SUPPLIED RECORDS:
----------

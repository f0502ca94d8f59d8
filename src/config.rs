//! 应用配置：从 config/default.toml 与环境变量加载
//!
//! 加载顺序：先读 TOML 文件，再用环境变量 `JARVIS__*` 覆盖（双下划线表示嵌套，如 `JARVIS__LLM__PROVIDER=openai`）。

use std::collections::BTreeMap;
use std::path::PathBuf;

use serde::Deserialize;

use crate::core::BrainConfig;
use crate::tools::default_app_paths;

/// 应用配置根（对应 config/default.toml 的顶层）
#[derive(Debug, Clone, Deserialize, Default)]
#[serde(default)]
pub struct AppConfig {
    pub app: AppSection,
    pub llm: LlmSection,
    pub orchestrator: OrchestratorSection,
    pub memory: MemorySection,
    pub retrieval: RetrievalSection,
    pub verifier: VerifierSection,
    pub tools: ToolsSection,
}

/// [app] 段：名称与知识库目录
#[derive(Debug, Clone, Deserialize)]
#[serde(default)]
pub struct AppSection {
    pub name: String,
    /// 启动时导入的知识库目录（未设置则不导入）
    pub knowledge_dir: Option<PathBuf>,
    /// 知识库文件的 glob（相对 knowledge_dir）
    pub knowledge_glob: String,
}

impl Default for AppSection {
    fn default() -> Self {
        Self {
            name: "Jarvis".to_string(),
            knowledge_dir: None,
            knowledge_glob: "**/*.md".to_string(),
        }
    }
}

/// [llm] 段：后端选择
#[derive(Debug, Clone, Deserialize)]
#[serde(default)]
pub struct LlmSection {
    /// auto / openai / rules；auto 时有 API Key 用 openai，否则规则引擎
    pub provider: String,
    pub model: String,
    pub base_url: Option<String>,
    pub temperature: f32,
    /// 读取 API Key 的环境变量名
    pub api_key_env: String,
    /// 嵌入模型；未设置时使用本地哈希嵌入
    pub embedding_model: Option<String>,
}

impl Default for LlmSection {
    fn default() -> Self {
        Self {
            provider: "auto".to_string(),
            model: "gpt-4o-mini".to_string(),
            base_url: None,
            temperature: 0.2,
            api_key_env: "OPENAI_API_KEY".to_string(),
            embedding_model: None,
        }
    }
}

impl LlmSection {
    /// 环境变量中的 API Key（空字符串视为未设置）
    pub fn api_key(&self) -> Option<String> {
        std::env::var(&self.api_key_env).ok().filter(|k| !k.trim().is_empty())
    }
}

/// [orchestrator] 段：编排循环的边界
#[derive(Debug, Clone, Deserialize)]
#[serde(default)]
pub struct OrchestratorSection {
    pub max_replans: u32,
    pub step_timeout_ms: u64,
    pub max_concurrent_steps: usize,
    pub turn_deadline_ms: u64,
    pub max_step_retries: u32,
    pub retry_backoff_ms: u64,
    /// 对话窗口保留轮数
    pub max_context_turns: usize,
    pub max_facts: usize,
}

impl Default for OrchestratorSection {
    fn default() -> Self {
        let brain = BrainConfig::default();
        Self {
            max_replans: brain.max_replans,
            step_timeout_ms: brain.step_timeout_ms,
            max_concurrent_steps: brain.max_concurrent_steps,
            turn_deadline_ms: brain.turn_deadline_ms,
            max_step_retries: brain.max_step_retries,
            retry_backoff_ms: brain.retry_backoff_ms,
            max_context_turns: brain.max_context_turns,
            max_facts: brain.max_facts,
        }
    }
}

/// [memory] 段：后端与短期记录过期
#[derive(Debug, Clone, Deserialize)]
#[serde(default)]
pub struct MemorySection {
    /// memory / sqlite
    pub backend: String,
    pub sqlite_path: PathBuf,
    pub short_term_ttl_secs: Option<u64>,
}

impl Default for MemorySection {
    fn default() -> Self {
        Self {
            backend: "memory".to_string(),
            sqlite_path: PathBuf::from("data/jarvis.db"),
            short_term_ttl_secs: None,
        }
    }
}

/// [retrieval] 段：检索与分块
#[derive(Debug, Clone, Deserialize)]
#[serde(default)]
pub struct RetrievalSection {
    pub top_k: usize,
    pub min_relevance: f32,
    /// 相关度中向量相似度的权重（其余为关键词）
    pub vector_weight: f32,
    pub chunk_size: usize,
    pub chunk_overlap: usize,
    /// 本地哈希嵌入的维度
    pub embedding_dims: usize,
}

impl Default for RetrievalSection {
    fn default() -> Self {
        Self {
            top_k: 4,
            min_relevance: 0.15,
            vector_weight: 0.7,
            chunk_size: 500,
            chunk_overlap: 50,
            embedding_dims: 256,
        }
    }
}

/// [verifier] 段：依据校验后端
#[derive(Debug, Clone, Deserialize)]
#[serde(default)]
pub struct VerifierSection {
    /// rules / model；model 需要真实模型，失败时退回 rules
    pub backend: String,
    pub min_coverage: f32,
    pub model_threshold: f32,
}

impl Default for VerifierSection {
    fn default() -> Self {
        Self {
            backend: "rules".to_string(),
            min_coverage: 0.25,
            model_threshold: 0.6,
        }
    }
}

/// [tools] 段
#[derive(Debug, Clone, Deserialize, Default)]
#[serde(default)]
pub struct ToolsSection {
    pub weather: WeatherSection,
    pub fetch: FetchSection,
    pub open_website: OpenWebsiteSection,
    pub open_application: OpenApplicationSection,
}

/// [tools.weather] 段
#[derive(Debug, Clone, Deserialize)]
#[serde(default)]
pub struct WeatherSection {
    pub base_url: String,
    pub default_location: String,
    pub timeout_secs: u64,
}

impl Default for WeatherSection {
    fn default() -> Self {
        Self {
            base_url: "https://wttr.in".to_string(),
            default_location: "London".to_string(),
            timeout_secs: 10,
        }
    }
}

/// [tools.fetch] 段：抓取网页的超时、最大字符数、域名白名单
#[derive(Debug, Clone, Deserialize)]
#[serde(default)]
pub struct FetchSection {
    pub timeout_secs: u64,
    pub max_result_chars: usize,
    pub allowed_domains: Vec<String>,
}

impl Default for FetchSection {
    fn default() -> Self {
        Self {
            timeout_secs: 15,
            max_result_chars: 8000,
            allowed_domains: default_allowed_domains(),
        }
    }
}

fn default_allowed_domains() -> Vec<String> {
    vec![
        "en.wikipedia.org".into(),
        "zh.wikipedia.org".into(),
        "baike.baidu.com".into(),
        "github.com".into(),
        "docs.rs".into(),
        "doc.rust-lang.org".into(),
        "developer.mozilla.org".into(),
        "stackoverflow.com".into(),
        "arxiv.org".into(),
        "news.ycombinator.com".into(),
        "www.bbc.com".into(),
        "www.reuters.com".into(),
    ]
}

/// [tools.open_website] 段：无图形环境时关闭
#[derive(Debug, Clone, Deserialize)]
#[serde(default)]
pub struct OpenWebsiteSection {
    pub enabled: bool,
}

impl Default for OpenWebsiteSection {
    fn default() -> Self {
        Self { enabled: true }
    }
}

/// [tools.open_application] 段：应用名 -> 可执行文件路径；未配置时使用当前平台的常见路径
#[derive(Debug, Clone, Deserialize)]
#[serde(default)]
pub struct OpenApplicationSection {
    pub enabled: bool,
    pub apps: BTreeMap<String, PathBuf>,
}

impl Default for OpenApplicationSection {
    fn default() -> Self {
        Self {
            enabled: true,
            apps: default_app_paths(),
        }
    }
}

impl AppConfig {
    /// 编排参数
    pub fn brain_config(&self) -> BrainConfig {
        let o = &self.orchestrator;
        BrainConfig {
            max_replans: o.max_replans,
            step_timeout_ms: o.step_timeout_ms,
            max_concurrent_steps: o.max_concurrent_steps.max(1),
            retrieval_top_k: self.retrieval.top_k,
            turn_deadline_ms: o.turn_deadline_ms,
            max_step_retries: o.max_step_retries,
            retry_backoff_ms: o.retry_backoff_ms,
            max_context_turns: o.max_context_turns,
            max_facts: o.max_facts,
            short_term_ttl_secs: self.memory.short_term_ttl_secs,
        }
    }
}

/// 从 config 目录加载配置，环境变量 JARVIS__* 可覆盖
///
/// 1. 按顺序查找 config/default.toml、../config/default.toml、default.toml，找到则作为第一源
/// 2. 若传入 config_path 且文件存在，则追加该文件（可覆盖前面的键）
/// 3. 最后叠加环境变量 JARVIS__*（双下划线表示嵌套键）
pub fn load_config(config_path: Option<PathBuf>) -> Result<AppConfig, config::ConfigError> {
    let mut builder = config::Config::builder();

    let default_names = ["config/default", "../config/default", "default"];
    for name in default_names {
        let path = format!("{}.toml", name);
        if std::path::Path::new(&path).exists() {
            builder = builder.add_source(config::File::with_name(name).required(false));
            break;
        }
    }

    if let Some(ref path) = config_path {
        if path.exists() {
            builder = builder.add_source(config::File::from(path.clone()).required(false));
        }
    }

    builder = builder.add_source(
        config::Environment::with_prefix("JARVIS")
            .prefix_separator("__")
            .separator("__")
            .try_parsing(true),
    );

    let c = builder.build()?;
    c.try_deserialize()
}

----------

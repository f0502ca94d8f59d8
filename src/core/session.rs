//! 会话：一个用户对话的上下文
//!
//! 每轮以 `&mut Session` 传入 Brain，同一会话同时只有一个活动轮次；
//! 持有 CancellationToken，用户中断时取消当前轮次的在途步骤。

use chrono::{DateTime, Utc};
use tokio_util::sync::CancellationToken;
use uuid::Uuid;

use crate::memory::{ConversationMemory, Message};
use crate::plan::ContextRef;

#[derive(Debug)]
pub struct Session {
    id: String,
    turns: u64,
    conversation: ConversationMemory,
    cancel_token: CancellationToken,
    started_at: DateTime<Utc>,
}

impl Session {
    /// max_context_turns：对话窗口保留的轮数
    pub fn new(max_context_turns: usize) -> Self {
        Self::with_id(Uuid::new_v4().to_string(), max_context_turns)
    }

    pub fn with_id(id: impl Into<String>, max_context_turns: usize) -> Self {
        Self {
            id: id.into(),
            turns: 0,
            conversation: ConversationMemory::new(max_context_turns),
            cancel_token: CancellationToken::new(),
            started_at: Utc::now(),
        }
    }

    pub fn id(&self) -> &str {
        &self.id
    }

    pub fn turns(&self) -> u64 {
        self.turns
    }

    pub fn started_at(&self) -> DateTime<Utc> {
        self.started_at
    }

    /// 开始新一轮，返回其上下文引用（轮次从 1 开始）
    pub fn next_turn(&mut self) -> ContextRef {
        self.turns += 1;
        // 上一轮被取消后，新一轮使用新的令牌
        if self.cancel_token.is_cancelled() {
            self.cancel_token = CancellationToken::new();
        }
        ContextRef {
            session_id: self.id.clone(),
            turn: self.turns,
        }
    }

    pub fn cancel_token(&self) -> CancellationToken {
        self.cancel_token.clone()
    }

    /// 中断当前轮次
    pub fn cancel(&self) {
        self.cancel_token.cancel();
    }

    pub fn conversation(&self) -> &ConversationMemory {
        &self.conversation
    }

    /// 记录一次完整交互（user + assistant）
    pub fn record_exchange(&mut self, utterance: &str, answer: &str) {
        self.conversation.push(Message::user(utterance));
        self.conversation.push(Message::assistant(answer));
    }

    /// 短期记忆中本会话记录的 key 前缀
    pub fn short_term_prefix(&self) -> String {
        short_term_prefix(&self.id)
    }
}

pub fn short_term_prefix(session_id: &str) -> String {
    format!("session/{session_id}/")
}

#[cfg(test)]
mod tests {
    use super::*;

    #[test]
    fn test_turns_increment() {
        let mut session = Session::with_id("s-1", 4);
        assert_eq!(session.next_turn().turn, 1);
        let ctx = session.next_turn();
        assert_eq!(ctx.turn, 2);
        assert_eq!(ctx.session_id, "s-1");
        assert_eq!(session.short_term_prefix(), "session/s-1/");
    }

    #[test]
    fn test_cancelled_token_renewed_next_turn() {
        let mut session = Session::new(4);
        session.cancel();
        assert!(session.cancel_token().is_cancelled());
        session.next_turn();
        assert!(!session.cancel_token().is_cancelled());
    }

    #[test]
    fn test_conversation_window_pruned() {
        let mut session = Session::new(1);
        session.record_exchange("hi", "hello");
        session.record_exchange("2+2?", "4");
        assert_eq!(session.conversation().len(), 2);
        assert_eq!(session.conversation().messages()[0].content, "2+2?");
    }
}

----------

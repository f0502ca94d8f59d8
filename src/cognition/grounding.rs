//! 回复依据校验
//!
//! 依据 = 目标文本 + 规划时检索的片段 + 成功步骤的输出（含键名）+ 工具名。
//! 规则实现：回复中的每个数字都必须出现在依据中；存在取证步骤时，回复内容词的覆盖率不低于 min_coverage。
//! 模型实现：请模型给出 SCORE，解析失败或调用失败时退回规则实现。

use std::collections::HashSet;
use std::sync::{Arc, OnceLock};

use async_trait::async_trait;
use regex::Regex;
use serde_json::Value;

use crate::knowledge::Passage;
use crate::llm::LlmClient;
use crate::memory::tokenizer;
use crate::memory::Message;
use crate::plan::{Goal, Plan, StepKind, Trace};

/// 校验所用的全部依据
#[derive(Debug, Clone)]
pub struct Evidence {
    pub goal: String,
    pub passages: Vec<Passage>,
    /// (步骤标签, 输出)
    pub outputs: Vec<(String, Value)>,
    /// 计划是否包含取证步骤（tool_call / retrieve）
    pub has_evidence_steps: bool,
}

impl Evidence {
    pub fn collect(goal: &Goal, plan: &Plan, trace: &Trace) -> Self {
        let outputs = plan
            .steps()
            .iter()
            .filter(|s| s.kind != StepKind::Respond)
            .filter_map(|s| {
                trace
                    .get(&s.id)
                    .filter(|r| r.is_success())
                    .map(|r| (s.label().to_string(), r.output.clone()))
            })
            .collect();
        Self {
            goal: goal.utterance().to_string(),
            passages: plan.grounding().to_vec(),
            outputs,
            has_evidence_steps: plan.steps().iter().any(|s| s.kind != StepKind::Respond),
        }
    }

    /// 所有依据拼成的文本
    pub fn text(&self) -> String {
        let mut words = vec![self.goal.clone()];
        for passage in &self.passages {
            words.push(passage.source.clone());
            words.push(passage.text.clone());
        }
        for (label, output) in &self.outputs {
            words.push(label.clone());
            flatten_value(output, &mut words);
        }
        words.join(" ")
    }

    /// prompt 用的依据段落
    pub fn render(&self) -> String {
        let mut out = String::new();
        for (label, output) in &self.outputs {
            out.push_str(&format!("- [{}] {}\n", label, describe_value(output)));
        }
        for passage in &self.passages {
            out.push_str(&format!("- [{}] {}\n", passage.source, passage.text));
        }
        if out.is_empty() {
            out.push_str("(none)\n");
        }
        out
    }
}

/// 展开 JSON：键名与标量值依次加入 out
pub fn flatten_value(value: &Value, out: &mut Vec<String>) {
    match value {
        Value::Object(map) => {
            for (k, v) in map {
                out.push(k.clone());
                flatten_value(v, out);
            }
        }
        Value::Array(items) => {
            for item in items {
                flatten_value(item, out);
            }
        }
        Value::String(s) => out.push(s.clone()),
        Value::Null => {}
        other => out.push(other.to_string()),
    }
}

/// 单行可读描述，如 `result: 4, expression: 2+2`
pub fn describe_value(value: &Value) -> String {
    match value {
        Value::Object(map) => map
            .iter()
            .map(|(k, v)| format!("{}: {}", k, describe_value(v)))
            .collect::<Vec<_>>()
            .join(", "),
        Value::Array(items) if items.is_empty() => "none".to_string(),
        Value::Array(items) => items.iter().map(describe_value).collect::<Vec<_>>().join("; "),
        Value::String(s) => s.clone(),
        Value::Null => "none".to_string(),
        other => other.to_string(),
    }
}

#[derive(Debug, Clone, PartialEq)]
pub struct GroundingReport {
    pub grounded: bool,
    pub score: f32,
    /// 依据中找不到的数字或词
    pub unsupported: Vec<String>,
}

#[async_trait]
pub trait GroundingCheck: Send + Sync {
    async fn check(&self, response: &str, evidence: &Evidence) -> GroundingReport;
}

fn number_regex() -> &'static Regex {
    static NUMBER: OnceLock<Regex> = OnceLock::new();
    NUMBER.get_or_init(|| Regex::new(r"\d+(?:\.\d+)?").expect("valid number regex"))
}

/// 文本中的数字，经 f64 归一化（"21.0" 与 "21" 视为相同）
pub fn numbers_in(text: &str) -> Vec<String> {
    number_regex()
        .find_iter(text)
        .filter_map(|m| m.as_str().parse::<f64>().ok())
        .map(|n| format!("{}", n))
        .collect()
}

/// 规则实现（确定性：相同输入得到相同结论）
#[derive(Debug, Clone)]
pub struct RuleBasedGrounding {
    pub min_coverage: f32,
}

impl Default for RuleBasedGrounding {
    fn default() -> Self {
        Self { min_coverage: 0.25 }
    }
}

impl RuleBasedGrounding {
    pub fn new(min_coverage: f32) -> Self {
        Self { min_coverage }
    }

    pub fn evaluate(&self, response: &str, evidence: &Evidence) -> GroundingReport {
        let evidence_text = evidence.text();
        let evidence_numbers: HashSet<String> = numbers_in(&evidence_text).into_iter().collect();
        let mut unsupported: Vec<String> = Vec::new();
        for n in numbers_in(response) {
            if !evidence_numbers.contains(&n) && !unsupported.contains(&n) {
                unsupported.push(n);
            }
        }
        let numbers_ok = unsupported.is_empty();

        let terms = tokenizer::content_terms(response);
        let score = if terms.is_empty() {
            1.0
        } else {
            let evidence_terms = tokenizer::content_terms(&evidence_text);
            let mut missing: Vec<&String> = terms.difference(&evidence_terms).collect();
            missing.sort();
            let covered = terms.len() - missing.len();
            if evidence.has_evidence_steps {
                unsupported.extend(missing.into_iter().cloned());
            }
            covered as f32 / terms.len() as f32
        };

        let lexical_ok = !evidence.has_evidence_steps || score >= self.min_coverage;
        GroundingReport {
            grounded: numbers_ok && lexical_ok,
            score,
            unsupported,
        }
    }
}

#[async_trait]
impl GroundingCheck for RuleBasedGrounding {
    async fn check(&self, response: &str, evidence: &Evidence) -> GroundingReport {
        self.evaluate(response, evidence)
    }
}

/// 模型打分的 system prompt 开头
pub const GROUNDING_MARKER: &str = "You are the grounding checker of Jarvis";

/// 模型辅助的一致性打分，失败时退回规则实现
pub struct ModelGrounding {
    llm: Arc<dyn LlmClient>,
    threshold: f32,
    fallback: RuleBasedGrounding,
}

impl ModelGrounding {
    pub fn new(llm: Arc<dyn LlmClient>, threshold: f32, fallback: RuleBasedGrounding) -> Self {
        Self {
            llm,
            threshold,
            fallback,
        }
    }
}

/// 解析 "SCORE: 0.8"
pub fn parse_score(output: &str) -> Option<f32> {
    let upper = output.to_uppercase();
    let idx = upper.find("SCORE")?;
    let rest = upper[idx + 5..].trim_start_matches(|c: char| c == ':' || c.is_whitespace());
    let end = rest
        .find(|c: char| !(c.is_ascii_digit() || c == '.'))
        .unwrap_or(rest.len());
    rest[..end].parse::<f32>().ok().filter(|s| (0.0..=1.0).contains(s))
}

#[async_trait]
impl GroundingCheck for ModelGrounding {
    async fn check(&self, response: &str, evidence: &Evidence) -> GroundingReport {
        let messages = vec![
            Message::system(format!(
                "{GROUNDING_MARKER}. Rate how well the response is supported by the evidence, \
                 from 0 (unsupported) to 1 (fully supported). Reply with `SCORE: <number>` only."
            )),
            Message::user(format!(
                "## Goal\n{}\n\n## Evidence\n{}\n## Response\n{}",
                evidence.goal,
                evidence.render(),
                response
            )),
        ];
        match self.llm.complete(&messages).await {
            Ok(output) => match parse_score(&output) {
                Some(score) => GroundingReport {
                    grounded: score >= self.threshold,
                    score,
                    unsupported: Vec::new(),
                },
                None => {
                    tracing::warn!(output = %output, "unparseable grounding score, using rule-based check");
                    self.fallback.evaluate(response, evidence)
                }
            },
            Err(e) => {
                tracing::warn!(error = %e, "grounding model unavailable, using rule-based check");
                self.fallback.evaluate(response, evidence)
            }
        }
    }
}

----------

WHAT YOU HAVE TO DO:
Please give the number of lines in the entries above that hold "temperature", with no other words.

SOLUTION FOR THIS TASK:
2